Exercise objective: Records follow. Select each line holding "message".

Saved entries

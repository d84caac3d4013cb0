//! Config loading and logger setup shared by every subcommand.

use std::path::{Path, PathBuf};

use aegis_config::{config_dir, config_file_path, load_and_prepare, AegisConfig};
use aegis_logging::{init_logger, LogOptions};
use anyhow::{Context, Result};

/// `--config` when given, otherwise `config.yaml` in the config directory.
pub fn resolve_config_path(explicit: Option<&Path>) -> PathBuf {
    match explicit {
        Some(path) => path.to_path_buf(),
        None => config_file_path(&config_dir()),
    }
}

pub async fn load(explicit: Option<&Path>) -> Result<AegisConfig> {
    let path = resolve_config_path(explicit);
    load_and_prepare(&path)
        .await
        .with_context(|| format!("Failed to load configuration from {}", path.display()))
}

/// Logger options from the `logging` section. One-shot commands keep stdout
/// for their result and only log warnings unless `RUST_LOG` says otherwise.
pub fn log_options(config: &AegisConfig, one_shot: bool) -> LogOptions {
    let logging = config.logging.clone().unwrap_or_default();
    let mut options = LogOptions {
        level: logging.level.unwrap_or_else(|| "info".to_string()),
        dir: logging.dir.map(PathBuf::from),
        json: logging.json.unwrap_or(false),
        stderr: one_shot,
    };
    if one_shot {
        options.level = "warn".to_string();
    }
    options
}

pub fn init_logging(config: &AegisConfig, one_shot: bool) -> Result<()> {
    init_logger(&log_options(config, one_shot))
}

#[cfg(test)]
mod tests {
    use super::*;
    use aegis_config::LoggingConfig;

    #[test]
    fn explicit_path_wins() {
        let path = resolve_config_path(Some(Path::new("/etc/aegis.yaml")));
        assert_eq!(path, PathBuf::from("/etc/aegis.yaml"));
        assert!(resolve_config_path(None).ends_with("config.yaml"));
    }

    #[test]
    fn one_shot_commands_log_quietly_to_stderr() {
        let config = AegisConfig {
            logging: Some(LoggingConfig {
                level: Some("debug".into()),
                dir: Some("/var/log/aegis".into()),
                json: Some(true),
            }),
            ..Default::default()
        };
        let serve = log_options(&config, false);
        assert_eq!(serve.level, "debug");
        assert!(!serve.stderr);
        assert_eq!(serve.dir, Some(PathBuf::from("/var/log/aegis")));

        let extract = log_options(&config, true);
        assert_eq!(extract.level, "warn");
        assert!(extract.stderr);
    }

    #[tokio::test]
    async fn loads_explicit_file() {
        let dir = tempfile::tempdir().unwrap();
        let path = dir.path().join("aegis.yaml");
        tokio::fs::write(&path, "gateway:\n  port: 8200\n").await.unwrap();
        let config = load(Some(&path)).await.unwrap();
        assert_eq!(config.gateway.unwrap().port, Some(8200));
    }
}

---

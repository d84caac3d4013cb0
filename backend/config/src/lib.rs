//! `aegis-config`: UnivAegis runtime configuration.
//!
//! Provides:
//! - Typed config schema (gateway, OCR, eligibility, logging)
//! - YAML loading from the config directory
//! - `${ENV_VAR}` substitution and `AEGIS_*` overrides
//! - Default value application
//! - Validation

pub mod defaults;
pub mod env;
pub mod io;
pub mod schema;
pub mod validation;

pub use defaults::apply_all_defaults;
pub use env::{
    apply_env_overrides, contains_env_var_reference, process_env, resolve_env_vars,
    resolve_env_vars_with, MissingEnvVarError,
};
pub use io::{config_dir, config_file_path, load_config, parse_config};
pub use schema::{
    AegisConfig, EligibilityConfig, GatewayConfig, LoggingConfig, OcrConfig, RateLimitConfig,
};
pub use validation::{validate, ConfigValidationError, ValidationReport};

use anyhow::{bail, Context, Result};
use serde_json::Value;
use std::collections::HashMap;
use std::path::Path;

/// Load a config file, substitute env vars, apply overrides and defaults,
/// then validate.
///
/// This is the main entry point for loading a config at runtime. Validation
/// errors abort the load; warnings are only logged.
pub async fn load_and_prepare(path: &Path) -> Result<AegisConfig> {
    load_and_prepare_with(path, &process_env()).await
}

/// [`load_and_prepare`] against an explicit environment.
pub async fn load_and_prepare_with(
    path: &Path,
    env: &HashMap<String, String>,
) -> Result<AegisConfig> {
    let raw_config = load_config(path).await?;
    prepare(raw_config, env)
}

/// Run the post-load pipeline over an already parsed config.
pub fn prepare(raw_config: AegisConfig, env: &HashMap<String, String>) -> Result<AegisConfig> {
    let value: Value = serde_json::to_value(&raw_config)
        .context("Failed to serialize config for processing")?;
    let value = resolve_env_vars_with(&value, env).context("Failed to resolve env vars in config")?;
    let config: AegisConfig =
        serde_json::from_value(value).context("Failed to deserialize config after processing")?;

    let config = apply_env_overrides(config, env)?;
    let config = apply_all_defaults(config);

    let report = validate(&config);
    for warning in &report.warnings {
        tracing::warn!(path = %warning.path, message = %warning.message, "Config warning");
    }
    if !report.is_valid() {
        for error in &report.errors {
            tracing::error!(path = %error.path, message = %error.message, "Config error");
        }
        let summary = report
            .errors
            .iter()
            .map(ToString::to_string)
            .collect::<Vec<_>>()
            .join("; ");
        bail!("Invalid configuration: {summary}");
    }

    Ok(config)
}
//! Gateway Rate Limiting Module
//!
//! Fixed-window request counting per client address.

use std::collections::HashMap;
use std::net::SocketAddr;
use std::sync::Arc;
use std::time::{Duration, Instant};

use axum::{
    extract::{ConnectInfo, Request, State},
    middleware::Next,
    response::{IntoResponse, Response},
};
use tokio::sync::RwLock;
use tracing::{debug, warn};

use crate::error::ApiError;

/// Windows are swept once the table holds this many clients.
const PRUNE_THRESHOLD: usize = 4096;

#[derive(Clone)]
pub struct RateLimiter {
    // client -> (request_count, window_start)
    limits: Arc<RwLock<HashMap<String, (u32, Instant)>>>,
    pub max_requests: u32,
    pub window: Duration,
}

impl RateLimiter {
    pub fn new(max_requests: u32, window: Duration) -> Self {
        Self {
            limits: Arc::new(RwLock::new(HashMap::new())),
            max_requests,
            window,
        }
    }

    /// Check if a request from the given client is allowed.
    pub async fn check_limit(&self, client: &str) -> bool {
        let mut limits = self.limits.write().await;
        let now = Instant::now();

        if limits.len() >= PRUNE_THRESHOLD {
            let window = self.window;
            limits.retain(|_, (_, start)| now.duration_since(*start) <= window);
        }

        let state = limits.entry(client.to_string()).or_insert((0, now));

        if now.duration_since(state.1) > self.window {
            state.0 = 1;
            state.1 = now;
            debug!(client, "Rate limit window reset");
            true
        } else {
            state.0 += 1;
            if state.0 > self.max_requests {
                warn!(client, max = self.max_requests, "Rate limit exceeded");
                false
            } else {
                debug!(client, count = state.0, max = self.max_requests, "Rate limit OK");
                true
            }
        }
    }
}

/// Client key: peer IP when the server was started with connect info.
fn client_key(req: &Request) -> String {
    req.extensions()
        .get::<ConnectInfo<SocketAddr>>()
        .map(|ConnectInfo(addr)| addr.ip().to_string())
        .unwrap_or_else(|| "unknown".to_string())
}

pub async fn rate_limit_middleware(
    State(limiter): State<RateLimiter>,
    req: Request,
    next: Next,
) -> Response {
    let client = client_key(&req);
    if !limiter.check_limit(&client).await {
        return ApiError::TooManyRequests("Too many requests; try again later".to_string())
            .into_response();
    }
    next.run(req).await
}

Your response:
        tracing::warn!(path = %warning.path, message = %warning.message, "Config warning");
            tracing::error!(path = %error.path, message = %error.message, "Config error");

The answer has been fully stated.